> EXERCISE DETAILS
Below are records; count how many of their lines contain the string "magic", and give only that number.

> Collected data
====
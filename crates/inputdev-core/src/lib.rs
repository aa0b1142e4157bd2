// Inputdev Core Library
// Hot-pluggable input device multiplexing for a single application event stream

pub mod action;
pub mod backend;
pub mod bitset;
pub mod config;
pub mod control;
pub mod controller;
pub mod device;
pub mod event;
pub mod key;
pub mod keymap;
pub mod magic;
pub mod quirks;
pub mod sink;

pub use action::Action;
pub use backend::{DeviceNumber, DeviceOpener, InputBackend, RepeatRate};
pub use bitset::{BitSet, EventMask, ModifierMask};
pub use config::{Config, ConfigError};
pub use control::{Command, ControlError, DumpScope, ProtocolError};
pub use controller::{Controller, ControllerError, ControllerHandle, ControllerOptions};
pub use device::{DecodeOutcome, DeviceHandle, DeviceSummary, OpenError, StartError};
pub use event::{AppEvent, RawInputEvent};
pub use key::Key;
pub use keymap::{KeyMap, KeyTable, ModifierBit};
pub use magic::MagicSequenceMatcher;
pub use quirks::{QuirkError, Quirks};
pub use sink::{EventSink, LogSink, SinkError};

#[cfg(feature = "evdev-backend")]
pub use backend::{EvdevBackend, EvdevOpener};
====
> RESPONSE BELOW
2